| DIRECTIONS |
Present each line of the entries below that holds the word "MonthGrid".

Collected data

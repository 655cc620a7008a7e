//! Month grid construction for the calendar view.
//!
//! A month is always laid out as 6 rows of 7 days, Sunday first, so the cell
//! at position `i` falls on weekday `i % 7`. Positions before the 1st and
//! after the last day are filled with the neighbouring months' day numbers.

use crate::types::{CalendarMonth, DayCell, ScheduleMap};
use chrono::{Datelike, NaiveDate};
use serde::Serialize;

pub const GRID_ROWS: usize = 6;
pub const GRID_COLUMNS: usize = 7;
pub const GRID_CELLS: usize = GRID_ROWS * GRID_COLUMNS;

/// Column headings, Sunday first
pub const WEEKDAY_LABELS: [&str; GRID_COLUMNS] = ["Sun", "Mon", "Tue", "Wed", "Thu", "Fri", "Sat"];

/// Gregorian leap year: divisible by 4, except centuries not divisible by 400
pub fn is_leap_year(year: i32) -> bool {
    (year % 4 == 0 && year % 100 != 0) || (year % 400 == 0)
}

/// Number of days in a zero-based month
///
/// # Panics
/// If `month0` is outside 0-11.
pub fn days_in_month(year: i32, month0: u32) -> u32 {
    match month0 {
        0 | 2 | 4 | 6 | 7 | 9 | 11 => 31,
        3 | 5 | 8 | 10 => 30,
        1 => {
            if is_leap_year(year) {
                29
            } else {
                28
            }
        }
        _ => panic!("month {} outside 0-11", month0),
    }
}

/// Weekday of the 1st of a zero-based month (0 = Sunday ... 6 = Saturday)
///
/// # Panics
/// If `month0` is outside 0-11 or the year is beyond chrono's range.
pub fn first_weekday(year: i32, month0: u32) -> u32 {
    match NaiveDate::from_ymd_opt(year, month0 + 1, 1) {
        Some(first) => first.weekday().num_days_from_sunday(),
        None => panic!("no 1st of month {} in year {}", month0, year),
    }
}

/// A fully laid-out month: exactly [`GRID_CELLS`] cells
#[derive(Clone, Debug, Serialize, PartialEq, Eq)]
pub struct MonthGrid {
    pub month: CalendarMonth,
    cells: Vec<DayCell>,
}

impl MonthGrid {
    pub fn cells(&self) -> &[DayCell] {
        &self.cells
    }

    /// The grid as six week rows of seven cells
    pub fn rows(&self) -> impl Iterator<Item = &[DayCell]> {
        self.cells.chunks(GRID_COLUMNS)
    }

    pub fn in_month_cells(&self) -> impl Iterator<Item = &DayCell> {
        self.cells.iter().filter(|c| c.belongs_to_requested_month)
    }

    /// Cells of the requested month that carry a dose count
    pub fn scheduled_days(&self) -> impl Iterator<Item = &DayCell> {
        self.cells.iter().filter(|c| c.has_doses())
    }
}

/// Lay out `month` as a 6x7 grid, attaching the schedule's dose counts to the
/// days of the requested month.
///
/// The schedule is only read; entries outside the month are ignored.
pub fn build_month_grid(month: CalendarMonth, schedule: &ScheduleMap) -> MonthGrid {
    let (year, month0) = (month.year(), month.month0());
    let days = days_in_month(year, month0);
    let leading = first_weekday(year, month0);

    let (prev_year, prev_month0) = match month0 {
        0 => (year - 1, 11),
        m => (year, m - 1),
    };
    let prev_days = days_in_month(prev_year, prev_month0);

    tracing::debug!(
        "Building grid for {}: {} days, first weekday {}",
        month.title(),
        days,
        leading
    );

    let mut cells = Vec::with_capacity(GRID_CELLS);

    // Tail of the previous month
    for day in (prev_days - leading + 1)..=prev_days {
        cells.push(DayCell::outside(day));
    }

    for day in 1..=days {
        let date_key = month.date_key(day).ok();
        let dose_count = date_key.and_then(|key| schedule.get(&key).copied());
        cells.push(DayCell {
            day_number: day,
            belongs_to_requested_month: true,
            date_key,
            dose_count,
        });
    }

    // Head of the next month
    let mut next_day = 1;
    while cells.len() < GRID_CELLS {
        cells.push(DayCell::outside(next_day));
        next_day += 1;
    }

    MonthGrid { month, cells }
}

#[cfg(test)]
mod tests {
    use super::*;
    use crate::types::{DateKey, DoseCount};
    use chrono::Days;

    fn month(year: i32, month0: u32) -> CalendarMonth {
        CalendarMonth::new(year, month0).unwrap()
    }

    fn april_schedule() -> ScheduleMap {
        let mut schedule = ScheduleMap::new();
        schedule.insert("2025-04-20".parse().unwrap(), DoseCount::new(2, 1, 2));
        schedule
    }

    #[test]
    fn test_leap_years() {
        assert!(is_leap_year(2024));
        assert!(is_leap_year(2000));
        assert!(!is_leap_year(1900));
        assert!(!is_leap_year(2023));
    }

    #[test]
    fn test_days_in_month() {
        assert_eq!(days_in_month(2025, 0), 31);
        assert_eq!(days_in_month(2025, 3), 30);
        assert_eq!(days_in_month(2024, 1), 29);
        assert_eq!(days_in_month(2023, 1), 28);
        assert_eq!(days_in_month(2100, 1), 28);
        assert_eq!(days_in_month(2025, 11), 31);
    }

    #[test]
    fn test_first_weekday() {
        // April 2025 starts on a Tuesday
        assert_eq!(first_weekday(2025, 3), 2);
        // June 2025 starts on a Sunday
        assert_eq!(first_weekday(2025, 5), 0);
        // February 2025 starts on a Saturday
        assert_eq!(first_weekday(2025, 1), 6);
    }

    #[test]
    fn test_grid_always_has_42_cells() {
        for year in [1900, 2000, 2023, 2024, 2025, 9999] {
            for m in 0..12 {
                let grid = build_month_grid(month(year, m), &ScheduleMap::new());
                assert_eq!(grid.cells().len(), GRID_CELLS, "{}-{}", year, m);
                assert_eq!(grid.rows().count(), GRID_ROWS);
            }
        }
    }

    #[test]
    fn test_grid_positions_match_weekdays() {
        for m in 0..12 {
            let grid = build_month_grid(month(2025, m), &ScheduleMap::new());
            for (i, cell) in grid.cells().iter().enumerate() {
                if let Some(key) = cell.date_key {
                    assert_eq!(
                        key.date().weekday().num_days_from_sunday() as usize,
                        i % GRID_COLUMNS
                    );
                }
            }
        }
    }

    #[test]
    fn test_every_cell_continues_the_real_calendar() {
        for year in [2023, 2024, 2025] {
            for m in 0..12 {
                let grid = build_month_grid(month(year, m), &ScheduleMap::new());
                let first = NaiveDate::from_ymd_opt(year, m + 1, 1).unwrap();
                let leading = first_weekday(year, m) as u64;
                let grid_start = first.checked_sub_days(Days::new(leading)).unwrap();

                for (i, cell) in grid.cells().iter().enumerate() {
                    let date = grid_start.checked_add_days(Days::new(i as u64)).unwrap();
                    assert_eq!(cell.day_number, date.day(), "{}-{} cell {}", year, m, i);
                    assert_eq!(
                        date.weekday().num_days_from_sunday() as usize,
                        i % GRID_COLUMNS
                    );
                    assert_eq!(cell.belongs_to_requested_month, date.month0() == m);
                    if cell.belongs_to_requested_month {
                        assert_eq!(cell.date_key, Some(DateKey::from_date(date)));
                    }
                }
            }
        }
    }

    #[test]
    fn test_april_2025_layout() {
        let grid = build_month_grid(month(2025, 3), &ScheduleMap::new());
        let cells = grid.cells();

        // March 2025 has 31 days; Tuesday start leaves two leading cells
        assert_eq!(cells[0], DayCell::outside(30));
        assert_eq!(cells[1], DayCell::outside(31));
        assert!(cells[2].belongs_to_requested_month);
        assert_eq!(cells[2].day_number, 1);
        assert_eq!(cells[2].date_key, Some("2025-04-01".parse().unwrap()));

        // 2 leading + 30 days leaves 10 trailing cells numbered from 1
        assert_eq!(cells[31].day_number, 30);
        assert_eq!(cells[32], DayCell::outside(1));
        assert_eq!(cells[41], DayCell::outside(10));
    }

    #[test]
    fn test_month_starting_on_sunday_has_no_leading_cells() {
        let grid = build_month_grid(month(2025, 5), &ScheduleMap::new());
        assert!(grid.cells()[0].belongs_to_requested_month);
        assert_eq!(grid.cells()[0].day_number, 1);
    }

    #[test]
    fn test_january_takes_leading_days_from_december() {
        // January 2025 starts on a Wednesday
        let grid = build_month_grid(month(2025, 0), &ScheduleMap::new());
        let leading: Vec<u32> = grid
            .cells()
            .iter()
            .take_while(|c| !c.belongs_to_requested_month)
            .map(|c| c.day_number)
            .collect();
        assert_eq!(leading, vec![29, 30, 31]);
    }

    #[test]
    fn test_march_leap_year_leading_days() {
        // March 2024 starts on a Friday; February 2024 has 29 days
        let grid = build_month_grid(month(2024, 2), &ScheduleMap::new());
        assert_eq!(grid.cells()[0].day_number, 25);
        assert_eq!(grid.cells()[4].day_number, 29);
        assert_eq!(grid.cells()[5].day_number, 1);
        assert!(grid.cells()[5].belongs_to_requested_month);
    }

    #[test]
    fn test_february_in_month_run() {
        let leap = build_month_grid(month(2024, 1), &ScheduleMap::new());
        let days: Vec<u32> = leap.in_month_cells().map(|c| c.day_number).collect();
        assert_eq!(days, (1..=29).collect::<Vec<_>>());

        let common = build_month_grid(month(2023, 1), &ScheduleMap::new());
        assert_eq!(common.in_month_cells().count(), 28);
    }

    #[test]
    fn test_schedule_attached_to_matching_day_only() {
        let grid = build_month_grid(month(2025, 3), &april_schedule());
        let scheduled: Vec<&DayCell> = grid.scheduled_days().collect();

        assert_eq!(scheduled.len(), 1);
        assert_eq!(scheduled[0].date_key, Some("2025-04-20".parse().unwrap()));
        assert_eq!(scheduled[0].dose_count, Some(DoseCount::new(2, 1, 2)));
        assert_eq!(scheduled[0].day_number, 20);
    }

    #[test]
    fn test_only_in_month_cells_have_keys_or_doses() {
        let mut schedule = april_schedule();
        // Visible as a trailing cell of April, but belongs to May
        schedule.insert("2025-05-01".parse().unwrap(), DoseCount::new(1, 1, 1));

        let grid = build_month_grid(month(2025, 3), &schedule);
        for cell in grid.cells() {
            if !cell.belongs_to_requested_month {
                assert!(cell.date_key.is_none());
                assert!(cell.dose_count.is_none());
            } else {
                assert!(cell.date_key.is_some());
            }
        }
        assert_eq!(grid.scheduled_days().count(), 1);
    }

    #[test]
    fn test_build_is_idempotent_and_leaves_schedule_untouched() {
        let schedule = april_schedule();
        let before = schedule.clone();
        let first = build_month_grid(month(2025, 3), &schedule);
        let second = build_month_grid(month(2025, 3), &schedule);
        assert_eq!(first, second);
        assert_eq!(schedule, before);
    }

    #[test]
    fn test_in_month_keys_are_consecutive_dates() {
        let grid = build_month_grid(month(2024, 11), &ScheduleMap::new());
        let keys: Vec<DateKey> = grid.in_month_cells().filter_map(|c| c.date_key).collect();
        assert_eq!(keys.first().unwrap().to_string(), "2024-12-01");
        assert_eq!(keys.last().unwrap().to_string(), "2024-12-31");
    }
}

| YOUR SOLUTION |
pub struct MonthGrid {
impl MonthGrid {
pub fn build_month_grid(month: CalendarMonth, schedule: &ScheduleMap) -> MonthGrid {
    MonthGrid { month, cells }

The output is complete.